Costumo receber mensagens inbox pelas minhas redes sociais. Em diversas delas, as pessoas me contam o momento de vida que estão passando, suas experiências ou suas opiniões sobre os textos que publico. Uma delas me fez sentir, de forma intensa, a dificuldade que muitos vêm passando nestes tempos de pandemia da covid-19. O que os números mostram todo dia, de repente, se converteu em alguém de carne e osso, passando por um momento muito crítico. Poucas coisas me tocam mais do que me conectar com a dor humana.

A mulher que me escreveu me contou que a renda da sua família estava focada num pequeno comércio – um dos muitos setores seriamente atingidos pela pandemia que assola o planeta. Sem entradas e com contas a pagar – provavelmente, ainda, sem um colchão financeiro suficientemente forte para aguentar meses sem faturamento –, tinham decidido fechar o negócio e, numa tentativa de diminuir custos, estavam se mudando para o interior.

À medida que lia a mensagem, fui sentindo e imaginando a dor da minha leitora. O susto quando a pandemia foi anunciada. O não saber ao certo o que fazer e, muito menos, como reagir. O desespero de ver o tempo passar e o faturamento parar; a sensação de desamparo. As conversas que antecederam à difícil decisão de fechar o comércio, vender o estoque e ter que dar conta desse clima em casa e na família. Comunicar a amigos e familiares. Imaginei a dificuldade para decidir sair de São Paulo e ir para o interior. O possível sentimento de derrota que pode ter tomado conta deles.

As decisões, num momento como este de incertezas abruptas, tornam tudo mais dramático. Não há tempo a perder e ao mesmo tempo não se sabe o que fazer. Não há tempo para refletir e muito menos para esperar.
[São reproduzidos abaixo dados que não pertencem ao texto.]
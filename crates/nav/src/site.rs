//! Site-wide descriptors read once per session.

use serde::{Deserialize, Serialize};
use serde_json::Value;

/// Raw descriptors as found in the host page.
///
/// Every field is optional; blank values count as absent.
#[derive(Debug, Clone, Default, PartialEq, Eq, Serialize, Deserialize)]
#[serde(default, rename_all = "camelCase")]
pub struct SiteDescriptors {
    /// `document.title`.
    pub title: Option<String>,
    /// `link[rel=icon]` href.
    pub icon: Option<String>,
    /// `link[rel=home]` href.
    pub home: Option<String>,
    /// `meta[name=description]`.
    pub description: Option<String>,
    /// `meta[name=version]`.
    pub version: Option<String>,
    /// `meta[name=creator]`.
    pub creator: Option<String>,
    /// `meta[name=publisher]`.
    pub publisher: Option<String>,
    /// `meta[name=copyright]`.
    pub copyright: Option<String>,
    /// `meta[name=license]`.
    pub license: Option<String>,
    /// `meta[name="license:uri"]`.
    pub license_uri: Option<String>,
    /// Text of `script[type="application/json"]`: a map of section name
    /// to link.
    pub sections: Option<String>,
}

/// A top-level site section.
#[derive(Debug, Clone, PartialEq, Eq, Serialize)]
pub struct Section {
    /// Display name.
    pub name: String,
    /// Link, rebased onto the home link when site-absolute.
    pub link: String,
}

/// Normalized site descriptors.
#[derive(Debug, Clone, PartialEq, Eq, Serialize)]
#[serde(rename_all = "camelCase")]
pub struct Site {
    /// Site title.
    pub title: Option<String>,
    /// Icon URL.
    pub icon: Option<String>,
    /// Home link, always ending in `/`.
    pub home: String,
    /// Site description.
    pub description: Option<String>,
    /// Raw version string.
    pub version: Option<String>,
    /// Creator name or URL.
    pub creator: Option<String>,
    /// Publisher.
    pub publisher: Option<String>,
    /// Copyright notice.
    pub copyright: Option<String>,
    /// License name.
    pub license: Option<String>,
    /// License URL.
    pub license_uri: Option<String>,
    /// Sections in declaration order. `None` when none are declared.
    pub sections: Option<Vec<Section>>,
}

impl Site {
    /// Normalizes raw descriptors.
    pub fn from_descriptors(raw: SiteDescriptors) -> Self {
        let mut home = non_blank(raw.home).unwrap_or_else(|| "/".to_string());
        if !home.ends_with('/') {
            home.push('/');
        }
        let sections = non_blank(raw.sections).and_then(|json| parse_sections(&json, &home));

        Self {
            title: non_blank(raw.title),
            icon: non_blank(raw.icon),
            home,
            description: non_blank(raw.description),
            version: non_blank(raw.version),
            creator: non_blank(raw.creator),
            publisher: non_blank(raw.publisher),
            copyright: non_blank(raw.copyright),
            license: non_blank(raw.license),
            license_uri: non_blank(raw.license_uri),
            sections,
        }
    }

    /// Version label, `v1.2` for both `1.2` and `v1.2`.
    pub fn version_label(&self) -> Option<String> {
        self.version.as_deref().map(|version| {
            let version = version.strip_prefix('v').unwrap_or(version);
            format!("v{version}")
        })
    }

    /// The creator, when it is a URL to link the logo to.
    pub fn logo_link(&self) -> Option<&str> {
        self.creator.as_deref().filter(|creator| has_scheme(creator))
    }

    /// Footer text from the copyright notice and license name.
    pub fn license_text(&self) -> Option<String> {
        let mut text = String::new();
        if let Some(copyright) = &self.copyright {
            text.push_str(copyright);
        }
        if let Some(license) = &self.license {
            if !text.is_empty() {
                text.push_str(". ");
            }
            text.push_str("This work is licensed under the ");
            text.push_str(license);
        }
        (!text.is_empty()).then_some(text)
    }

    /// Page header title: the document title, else the site description.
    pub fn page_title<'a>(&'a self, document_title: Option<&'a str>) -> Option<&'a str> {
        document_title
            .filter(|title| !title.is_empty())
            .or(self.description.as_deref())
    }
}

fn non_blank(value: Option<String>) -> Option<String> {
    value
        .map(|value| value.trim().to_string())
        .filter(|value| !value.is_empty())
}

/// `^\w+:`
fn has_scheme(value: &str) -> bool {
    value.split_once(':').is_some_and(|(prefix, _)| {
        !prefix.is_empty() && prefix.chars().all(|c| c.is_alphanumeric() || c == '_')
    })
}

fn parse_sections(json: &str, home: &str) -> Option<Vec<Section>> {
    let map = match serde_json::from_str::<Value>(json) {
        Ok(Value::Object(map)) => map,
        Ok(_) => {
            log::warn!("Ignoring sections: expected a JSON object");
            return None;
        }
        Err(err) => {
            log::warn!("Ignoring sections: {err}");
            return None;
        }
    };

    let sections: Vec<Section> = map
        .into_iter()
        .filter_map(|(name, link)| match link {
            Value::String(link) => {
                let link = match link.strip_prefix('/') {
                    Some(rest) => format!("{home}{rest}"),
                    None => link,
                };
                Some(Section { name, link })
            }
            _ => None,
        })
        .collect();

    (!sections.is_empty()).then_some(sections)
}

#[cfg(test)]
mod tests {
    use super::*;

    fn site(raw: SiteDescriptors) -> Site {
        Site::from_descriptors(raw)
    }

    #[test]
    fn home_is_normalized() {
        assert_eq!(site(SiteDescriptors::default()).home, "/");
        let raw = SiteDescriptors {
            home: Some("/docs".into()),
            ..Default::default()
        };
        assert_eq!(site(raw).home, "/docs/");
    }

    #[test]
    fn sections_are_rebased_onto_home() {
        let raw = SiteDescriptors {
            home: Some("/docs/".into()),
            sections: Some(
                r#"{"Guide": "/guide/", "Blog": "https://blog.x.dev", "Bad": 3, "Rel": "api/"}"#
                    .into(),
            ),
            ..Default::default()
        };
        let sections = site(raw).sections.expect("sections");
        let links: Vec<_> = sections
            .iter()
            .map(|s| (s.name.as_str(), s.link.as_str()))
            .collect();
        assert_eq!(
            links,
            [
                ("Guide", "/docs/guide/"),
                ("Blog", "https://blog.x.dev"),
                ("Rel", "api/")
            ]
        );
    }

    #[test]
    fn empty_or_invalid_sections_are_absent() {
        for json in ["{}", r#"{"a": null}"#, "[1]", "{"] {
            let raw = SiteDescriptors {
                sections: Some(json.into()),
                ..Default::default()
            };
            assert_eq!(site(raw).sections, None, "{json}");
        }
    }

    #[test]
    fn version_label_strips_leading_v() {
        for version in ["1.2", "v1.2"] {
            let raw = SiteDescriptors {
                version: Some(version.into()),
                ..Default::default()
            };
            assert_eq!(site(raw).version_label().as_deref(), Some("v1.2"));
        }
        assert_eq!(site(SiteDescriptors::default()).version_label(), None);
    }

    #[test]
    fn license_footer() {
        let both = site(SiteDescriptors {
            copyright: Some("© 2024 Ada".into()),
            license: Some("MIT License".into()),
            ..Default::default()
        });
        assert_eq!(
            both.license_text().as_deref(),
            Some("© 2024 Ada. This work is licensed under the MIT License")
        );

        let copyright_only = site(SiteDescriptors {
            copyright: Some("© Ada".into()),
            ..Default::default()
        });
        assert_eq!(copyright_only.license_text().as_deref(), Some("© Ada"));
        assert_eq!(site(SiteDescriptors::default()).license_text(), None);
    }

    #[test]
    fn logo_links_only_to_urls() {
        let url = site(SiteDescriptors {
            creator: Some("https://ada.dev".into()),
            ..Default::default()
        });
        assert_eq!(url.logo_link(), Some("https://ada.dev"));

        let name = site(SiteDescriptors {
            creator: Some("Ada Lovelace".into()),
            ..Default::default()
        });
        assert_eq!(name.logo_link(), None);
    }

    #[test]
    fn page_title_falls_back_to_description() {
        let s = site(SiteDescriptors {
            description: Some("Docs".into()),
            title: Some("  ".into()),
            ..Default::default()
        });
        assert_eq!(s.title, None);
        assert_eq!(s.page_title(Some("Guide")), Some("Guide"));
        assert_eq!(s.page_title(None), Some("Docs"));
    }

    #[test]
    fn descriptors_deserialize_from_camel_case() {
        let raw: SiteDescriptors =
            serde_json::from_str(r#"{"licenseUri": "https://x.dev/l", "home": "/"}"#)
                .expect("descriptors");
        assert_eq!(raw.license_uri.as_deref(), Some("https://x.dev/l"));
        assert_eq!(raw.title, None);
    }
}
De repente cai a ficha; entendemos que a situação é pior do que pensávamos no início e só nos resta agir como se estivéssemos num processo de retrocesso.

Num momento desses, a ajuda – não são palavras de consolo ou de uma religiosa ou crente míope; a pesquisa mais longa sobre bem-estar, conduzida pela Universidade de Harvard, demonstra isso. Talvez se deva a que a fé ajuda a aceitar as mudanças na vida e ensina que há outros caminhos a ser seguidos, além dos que imaginávamos. Talvez a fé promova a confiança em algo maior do que nós, que nos permite ter esperança por um futuro melhor.

Venho me dedicando à espiritualidade e à meditação, há mais de trinta anos. Sem elas, não seria o que eu sou hoje – para o bem e para o mal. A prática espiritual desenvolve uma visão a longo prazo e diminui a ansiedade que costumamos ter sobre o futuro. Por um outro ângulo, como pesquisadora, também tenho observado e aprendido que a vida tem sua própria dança – que é maior do que nós – e querer controlá-la ou mesmo planejá-la com exatidão é um exercício exaustivo e inútil.

Não é fácil recomeçar após um grande baque. O que pode ajudar é compreender os movimentos da vida e se disponibilizar para reagir a eles com o máximo de fluidez que seja possível. Nesse momento de transição, é importante dar atenção à voz interna que nos alerta e às portas que se abrem delicadamente e que podem passar despercebidas, se não nos conectarmos com a nossa sensibilidade. Os caminhos que seguimos nessa constante conexão com o fluir da vida são determinados por microdecisões. Pequenos sinais que nos convidam a trilhar rotas menos conhecidas. Para isso precisamos de coragem e de confiança em nós mesmos, nas nossas relações e, no meu caso, na espiritualidade.

Planejar a vida é importante porque pode nos dar um norte e também um sentido de organização, porém esse norte não deveria ser o destino definitivo. Pensar no destino como ponto final, e portanto catalogá-lo como sucesso da nossa vida, carrega uma dose de ilusão e, por que não, de prepotência. Não somos, e não seremos nunca, maiores do que a vida e o mundo que construímos e que nos impõe – como vemos agora com esta pandemia da Covid-19 – sua majestade, mesmo sendo nós seus arquitetos.

Acreditar que iremos seguir adiante, nos adequando e modificando de acordo com o ritmo da vida, e encontrar outros significados para ela é mais do que esperança. É o que eu chamo de destino.